Is there any good news?

               I guess the good news is that only applicants in 2017 will be affected by this decision. After this year, the 3-year EM programs should be taken off of the Osteopathic match, leaving only the 4-year programs. In fact, I checked today and there were only one or two three year programs still being listed under the D.O. section of ERAS.

               The real question will be: what’s next? The AOA only has a few more years to throw their weight around, and I’m sure that we will see more of these changes. Will all Osteopathic residencies require a Traditional Rotating Internship?

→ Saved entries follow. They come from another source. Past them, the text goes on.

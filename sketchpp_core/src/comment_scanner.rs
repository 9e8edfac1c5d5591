/// Classification of a single fragment line.
#[derive(Debug, Clone, Copy, PartialEq, Eq)]
pub enum LineKind {
	/// Empty or whitespace only.
	Blank,
	/// `// ...` with optional leading whitespace.
	LineComment,
	/// `/* ... */` opened and closed on the same line with nothing but
	/// whitespace after the close.
	BlockComment,
	/// `/* ...` opening a block comment that continues on later lines.
	BlockCommentOpen,
	/// `... */` closing the block comment currently open.
	BlockCommentClose,
	/// Any line inside an open block comment.
	InsideBlockComment,
	/// Real code.
	Code,
}

impl LineKind {
	pub fn is_code(self) -> bool {
		self == Self::Code
	}
}

/// Line-by-line state machine separating leading comments from code.
///
/// The only state carried between lines is whether a block comment is open.
#[derive(Debug, Default, Clone)]
pub struct CommentScanner {
	inside_block_comment: bool,
}

impl CommentScanner {
	pub fn new() -> Self {
		Self::default()
	}

	/// Whether the lines fed so far left a block comment open.
	pub fn is_inside_block_comment(&self) -> bool {
		self.inside_block_comment
	}

	/// Classify one line (without its terminating `\n`) and advance the state.
	pub fn classify(&mut self, line: &str) -> LineKind {
		let leading = trim_space_start(line);

		if leading.is_empty() {
			return LineKind::Blank;
		}

		if leading.starts_with("//") {
			return LineKind::LineComment;
		}

		if is_self_contained_block_comment(leading) {
			return LineKind::BlockComment;
		}

		if let Some(after_open) = leading.strip_prefix("/*") {
			if !self.inside_block_comment && after_open.contains("*/") {
				return LineKind::Code;
			}

			self.inside_block_comment = true;
			return LineKind::BlockCommentOpen;
		}

		if self.inside_block_comment {
			if trim_space_end(line).ends_with("*/") {
				self.inside_block_comment = false;
				return LineKind::BlockCommentClose;
			}

			return LineKind::InsideBlockComment;
		}

		LineKind::Code
	}
}

/// Return the offset where real code begins in `text`.
///
/// The offset is the summed byte length of every line before the first code
/// line, not counting the `\n` separators. It is meant as a cutoff to compare
/// match positions against and is not guaranteed to land on a line boundary.
/// When no code line exists (including an unterminated block comment) the
/// sum covers every line.
pub fn first_code_offset(text: &str) -> usize {
	let mut scanner = CommentScanner::new();
	let mut offset = 0;

	for line in text.split('\n') {
		if scanner.classify(line).is_code() {
			break;
		}

		offset += line.len();
	}

	tracing::trace!(offset, unterminated = scanner.is_inside_block_comment(), "first code offset");
	offset
}

/// `/*`, anything, `*/`, then only whitespace. The open and close markers may
/// not overlap, so `/*/` is not a complete comment.
fn is_self_contained_block_comment(leading: &str) -> bool {
	let trimmed = trim_space_end(leading);
	trimmed.len() >= 4 && trimmed.starts_with("/*") && trimmed.ends_with("*/")
}

pub(crate) fn is_space(ch: char) -> bool {
	ch.is_ascii_whitespace()
}

pub(crate) fn trim_space_start(text: &str) -> &str {
	text.trim_start_matches(is_space)
}

pub(crate) fn trim_space_end(text: &str) -> &str {
	text.trim_end_matches(is_space)
}
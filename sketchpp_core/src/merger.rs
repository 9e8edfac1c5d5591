use serde::Serialize;

use crate::Fragment;
use crate::Sketch;
use crate::includes::default_include_line;
use crate::includes::sketch_includes_header;
use crate::quote_cpp_string;

/// Platform header every sketch is compiled against.
pub const DEFAULT_HEADER: &str = "Arduino.h";

/// The single translation unit built from a sketch.
#[derive(Debug, Clone, PartialEq, Eq, Serialize)]
pub struct CompilationUnit {
	/// The merged text handed to the compiler.
	pub text: String,
	/// Number of synthetic lines ahead of the main fragment's first line: the
	/// leading marker, the injected include (if any) and the marker that
	/// resets numbering for the main fragment.
	pub line_offset: usize,
	/// The synthetic prefix before the main fragment's reset marker.
	pub include_section: String,
}

/// Concatenates sketch fragments into one compilation unit with a line
/// marker ahead of each fragment.
#[derive(Debug, Clone, PartialEq, Eq)]
pub struct SourceMerger {
	default_header: String,
}

impl Default for SourceMerger {
	fn default() -> Self {
		Self::new(DEFAULT_HEADER)
	}
}

impl SourceMerger {
	pub fn new(default_header: impl Into<String>) -> Self {
		Self {
			default_header: default_header.into(),
		}
	}

	pub fn default_header(&self) -> &str {
		&self.default_header
	}

	pub fn merge(&self, sketch: &Sketch) -> CompilationUnit {
		let mut include_section = line_directive(&sketch.main_file.name);
		let mut line_offset = 1;

		let injected = !sketch_includes_header(&sketch.main_file.source, &self.default_header);
		if injected {
			include_section.push_str(&default_include_line(&self.default_header));
			line_offset += 1;
		}

		let mut text = include_section.clone();
		push_wrapped(&mut text, &sketch.main_file);
		line_offset += 1;

		for fragment in &sketch.other_files {
			push_wrapped(&mut text, fragment);
		}

		tracing::debug!(
			main = %sketch.main_file.name,
			fragments = sketch.other_files.len() + 1,
			injected,
			line_offset,
			"merged sketch"
		);

		CompilationUnit {
			text,
			line_offset,
			include_section,
		}
	}
}

/// Merge `sketch` against the default platform header.
pub fn merge_sketch(sketch: &Sketch) -> CompilationUnit {
	SourceMerger::default().merge(sketch)
}

fn line_directive(name: &str) -> String {
	format!("#line 1 {}\n", quote_cpp_string(name))
}

fn push_wrapped(text: &mut String, fragment: &Fragment) {
	text.push_str(&line_directive(&fragment.name));
	text.push_str(&fragment.source);
	text.push('\n');
}
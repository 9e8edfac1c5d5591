use serde::Serialize;

use crate::Fragment;
use crate::Sketch;
use crate::comment_scanner::trim_space_start;
use crate::quote_cpp_string;

/// An `#include` line recorded together with where it came from.
#[derive(Debug, Clone, PartialEq, Eq, Serialize)]
pub struct IncludeRecord {
	/// The full physical line containing the include, verbatim.
	pub content: String,
	/// Name of the fragment the include was found in.
	pub origin_file: String,
	/// 1-indexed line of the first physical line containing the include.
	pub origin_line: usize,
	/// `# <origin_line> "<origin_file>"`, placed ahead of `content` when the
	/// include is restored.
	pub line_marker: String,
}

/// An include directive matched at the start of a line.
#[derive(Debug, Clone, Copy, PartialEq, Eq)]
pub struct IncludeDirective<'a> {
	/// The line text from its start through the closing delimiter.
	pub matched: &'a str,
	/// The header path between the delimiters.
	pub path: &'a str,
}

/// Match `<ws>#<ws>include<ws>` followed by a header delimited by `<` or `"`
/// and closed by the first `>` or `"`.
pub fn match_include(line: &str) -> Option<IncludeDirective<'_>> {
	let rest = trim_space_start(line).strip_prefix('#')?;
	let rest = trim_space_start(rest).strip_prefix("include")?;
	let rest = trim_space_start(rest);
	let path_and_rest = rest.strip_prefix(['<', '"'])?;
	let path_len = path_and_rest.find(['>', '"'])?;

	let path = &path_and_rest[..path_len];
	let matched_len = line.len() - path_and_rest.len() + path_len + 1;

	Some(IncludeDirective {
		matched: &line[..matched_len],
		path,
	})
}

/// Whether `text` has a line including `header`, in either delimiter style.
/// The comparison is case sensitive.
pub fn sketch_includes_header(text: &str, header: &str) -> bool {
	text.split('\n')
		.filter_map(match_include)
		.any(|include| include.path == header)
}

/// The line injected when a sketch does not include its platform header.
pub fn default_include_line(header: &str) -> String {
	format!("#include <{header}>\n")
}

/// Record every include directive in `fragment`.
///
/// Each match is attributed to the first physical line that contains its
/// trimmed text, so repeated identical includes all point at the first one.
pub fn extract_includes(fragment: &Fragment) -> Vec<IncludeRecord> {
	let lines: Vec<&str> = fragment.source.split('\n').collect();
	let quoted_name = quote_cpp_string(&fragment.name);
	let mut records = vec![];

	for line in &lines {
		let Some(include) = match_include(line) else {
			continue;
		};

		let needle = include.matched.trim();
		let Some(index) = lines.iter().position(|candidate| candidate.contains(needle)) else {
			continue;
		};

		let origin_line = index + 1;
		records.push(IncludeRecord {
			content: lines[index].to_string(),
			origin_file: fragment.name.clone(),
			origin_line,
			line_marker: format!("# {origin_line} {quoted_name}"),
		});
	}

	tracing::debug!(fragment = %fragment.name, count = records.len(), "extracted includes");
	records
}

/// Put recorded includes back ahead of `source`.
///
/// The platform header comes first unless the main fragment already includes
/// it, then each record as its line marker followed by the original include
/// line, in recorded order.
pub fn restore_includes(
	sketch: &Sketch,
	includes: &[IncludeRecord],
	source: &str,
	header: &str,
) -> String {
	let mut restored = String::new();

	if !sketch_includes_header(&sketch.main_file.source, header) {
		restored.push_str(&default_include_line(header));
	}

	for include in includes {
		restored.push_str(&include.line_marker);
		restored.push('\n');
		restored.push_str(&include.content);
		restored.push('\n');
	}

	restored.push_str(source);
	restored
}

/// Turn every `#include` into `//#include` so the includes are ignored by a
/// later pass. Only the first occurrence on each line is replaced.
pub fn comment_includes(text: &str) -> String {
	replace_first_per_line(text, "#include", "//#include")
}

/// Undo [`comment_includes`].
pub fn uncomment_includes(text: &str) -> String {
	replace_first_per_line(text, "//#include", "#include")
}

fn replace_first_per_line(text: &str, from: &str, to: &str) -> String {
	let mut out = String::with_capacity(text.len());

	for line in text.lines() {
		if line.contains(from) {
			out.push_str(&line.replacen(from, to, 1));
		} else {
			out.push_str(line);
		}
		out.push('\n');
	}

	out
}
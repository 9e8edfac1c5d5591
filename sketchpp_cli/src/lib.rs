use std::io::Read;
use std::path::Path;
use std::path::PathBuf;

use clap::Parser;
use clap::Subcommand;
use clap::ValueEnum;
use sketchpp_core::FilterOptions;
use sketchpp_core::Fragment;
use sketchpp_core::Sketch;
use sketchpp_core::SketchError;
use sketchpp_core::SketchResult;

#[derive(Parser)]
#[command(
	author,
	version,
	about = "Merge sketch fragments into one compilation unit and map preprocessed output back to them.",
	long_about = "sketchpp prepares a multi-file sketch for a native compiler.\n\nIt merges the \
	              fragments into a single translation unit annotated with line markers, extracts \
	              `// #arduino key=value` build directives, and filters the compiler's \
	              preprocessed output down to the lines that came from the sketch.\n\nQuick \
	              start:\n  sketchpp merge blink.ino helpers.ino\n  sketchpp directives \
	              blink.ino\n  sketchpp filter --input blink.ino.pp blink.ino"
)]
pub struct SketchCli {
	#[command(subcommand)]
	pub command: Option<Commands>,

	/// Directory searched for `sketchpp.toml`.
	#[arg(long, short, global = true)]
	pub path: Option<PathBuf>,

	/// Enable verbose (debug) logging on stderr.
	#[arg(long, short, global = true, default_value_t = false)]
	pub verbose: bool,

	/// Disable colored output.
	#[arg(long, global = true, default_value_t = false)]
	pub no_color: bool,
}

/// The fragments making up a sketch: the main fragment first.
#[derive(clap::Args, Debug, Clone)]
pub struct SketchArgs {
	/// The main sketch fragment.
	pub main: PathBuf,

	/// Satellite fragments, merged after the main fragment in the given
	/// order.
	pub others: Vec<PathBuf>,
}

#[derive(Subcommand)]
pub enum Commands {
	/// Print the compilation unit built from the sketch fragments.
	///
	/// Every fragment is preceded by a `#line 1 "<file>"` marker. The
	/// platform header is included ahead of the main fragment unless the
	/// main fragment already includes it.
	Merge {
		#[command(flatten)]
		sketch: SketchArgs,

		/// Output format. `json` also reports the line offset and the
		/// include section.
		#[arg(long, value_enum, default_value_t = OutputFormat::Text)]
		format: OutputFormat,
	},
	/// Print the build directives declared in the main fragment's leading
	/// comments, one `key=value` per line.
	Directives {
		#[command(flatten)]
		sketch: SketchArgs,

		#[arg(long, value_enum, default_value_t = OutputFormat::Text)]
		format: OutputFormat,
	},
	/// Keep only the preprocessed lines that originate from the sketch.
	Filter {
		#[command(flatten)]
		sketch: SketchArgs,

		/// Preprocessed compiler output. Use `-` to read from stdin.
		#[arg(long, short)]
		input: PathBuf,

		#[command(flatten)]
		switches: FilterSwitches,
	},
	/// List the include directives of every fragment with their origin.
	Includes {
		#[command(flatten)]
		sketch: SketchArgs,

		#[arg(long, value_enum, default_value_t = OutputFormat::Text)]
		format: OutputFormat,
	},
	/// Put the sketch's include directives back ahead of generated source.
	Restore {
		#[command(flatten)]
		sketch: SketchArgs,

		/// The generated source. Use `-` to read from stdin.
		#[arg(long, short)]
		input: PathBuf,
	},
}

/// Filter switches. Each one overrides the matching `[filter]` setting when
/// given; the last of a `--x` / `--no-x` pair wins.
#[derive(clap::Args, Debug, Clone, Copy, Default)]
pub struct FilterSwitches {
	/// Drop every line marker from the output.
	#[arg(long, overrides_with = "no_remove_line_markers")]
	pub remove_line_markers: bool,

	/// Keep line markers even when the config removes them.
	#[arg(long, overrides_with = "remove_line_markers")]
	pub no_remove_line_markers: bool,

	/// Strip the trailing flags from markers that return from an include.
	#[arg(long, overrides_with = "no_remove_end_line_markers")]
	pub remove_end_line_markers: bool,

	/// Keep the trailing flags even when the config strips them.
	#[arg(long, overrides_with = "remove_end_line_markers")]
	pub no_remove_end_line_markers: bool,
}

impl FilterSwitches {
	/// Apply the switches on top of the configured options.
	pub fn apply(&self, configured: FilterOptions) -> FilterOptions {
		FilterOptions {
			remove_line_markers: resolve_switch(
				self.remove_line_markers,
				self.no_remove_line_markers,
				configured.remove_line_markers,
			),
			remove_end_line_markers: resolve_switch(
				self.remove_end_line_markers,
				self.no_remove_end_line_markers,
				configured.remove_end_line_markers,
			),
		}
	}
}

fn resolve_switch(enable: bool, disable: bool, configured: bool) -> bool {
	match (enable, disable) {
		(true, _) => true,
		(_, true) => false,
		_ => configured,
	}
}

#[derive(Debug, Clone, Copy, ValueEnum)]
pub enum OutputFormat {
	/// Human-readable text output.
	Text,
	/// JSON output for programmatic consumption.
	Json,
}

/// Read one fragment. The path as given becomes the fragment name.
pub fn load_fragment(path: &Path) -> SketchResult<Fragment> {
	let bytes = std::fs::read(path).map_err(|e| SketchError::UnreadableFragment {
		path: path.display().to_string(),
		reason: e.to_string(),
	})?;

	Ok(Fragment::new(path.display().to_string(), decode_lossy(path, bytes)))
}

impl SketchArgs {
	/// Load every fragment, failing on the first one that cannot be read.
	pub fn load(&self) -> SketchResult<Sketch> {
		let mut sketch = Sketch::new(load_fragment(&self.main)?);

		for path in &self.others {
			sketch.other_files.push(load_fragment(path)?);
		}

		Ok(sketch)
	}
}

/// Read a file, or stdin when `path` is `-`.
pub fn read_input(path: &Path) -> SketchResult<String> {
	let bytes = if path == Path::new("-") {
		let mut content = Vec::new();
		std::io::stdin().read_to_end(&mut content)?;
		content
	} else {
		std::fs::read(path)?
	};

	Ok(decode_lossy(path, bytes))
}

/// Decode `bytes` as UTF-8, replacing invalid sequences with U+FFFD.
fn decode_lossy(path: &Path, bytes: Vec<u8>) -> String {
	String::from_utf8(bytes).unwrap_or_else(|error| {
		tracing::warn!(path = %path.display(), "input is not valid UTF-8, decoding lossily");
		String::from_utf8_lossy(error.as_bytes()).into_owned()
	})
}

Or will the AOA add some restrictions to Osteopathic students taking the USMLE?

1 thought on “The AOA Restricts 3-year Emergency Medicine Osteopathic Residencies

  1. Hi Guys!

    I just found your blog, which is very informative and unique to say the least, and I have a question if either of you don’t mind answering! My significant other and I are currently living together and plan to spend the rest of our lives together. Currently, my girlfriend is a 1st year osteopathic student and I just applied to M.D. and D.O. programs around us. I will most likely have the option for the upcoming 2019-2020 school year to be a M.D. or D.O. If I chose the D.O. route we would be at the same institution and our living situation would not change, which is great! If I go to the M.D. school I would be 3 hours away but within the same state and a days trip away from our home. I have been trying to do as much research as I can regarding what route is best. I am currently a medical scribe in a primary care clinic and have noted that family medicine is something I am not interested in. My reasoning for choosing M.D. is that it is a more established route with less uncertainties with residency matching and certification requirements. Also, this path allows for me to not worry about an extra 200 hours of OMM/OMT and only focus on the USMLE in terms of Step 1. Additionally, if I were to leave for the less “complex” route of M.D. I feel that this would give me more opportunity to match into a more broad geographic region targeted towards where my girlfriend ends up matching. As you both are a couple, I would love your advice on my thought process and any other advice you two would have to offer! Please note I appreciate both views of medicine; seeing them both as equally exceptional physicians first and foremost. I just prefer to take the path of least resistance in becoming a physician and to take the route that allows me to have the most opportunity and flexibility.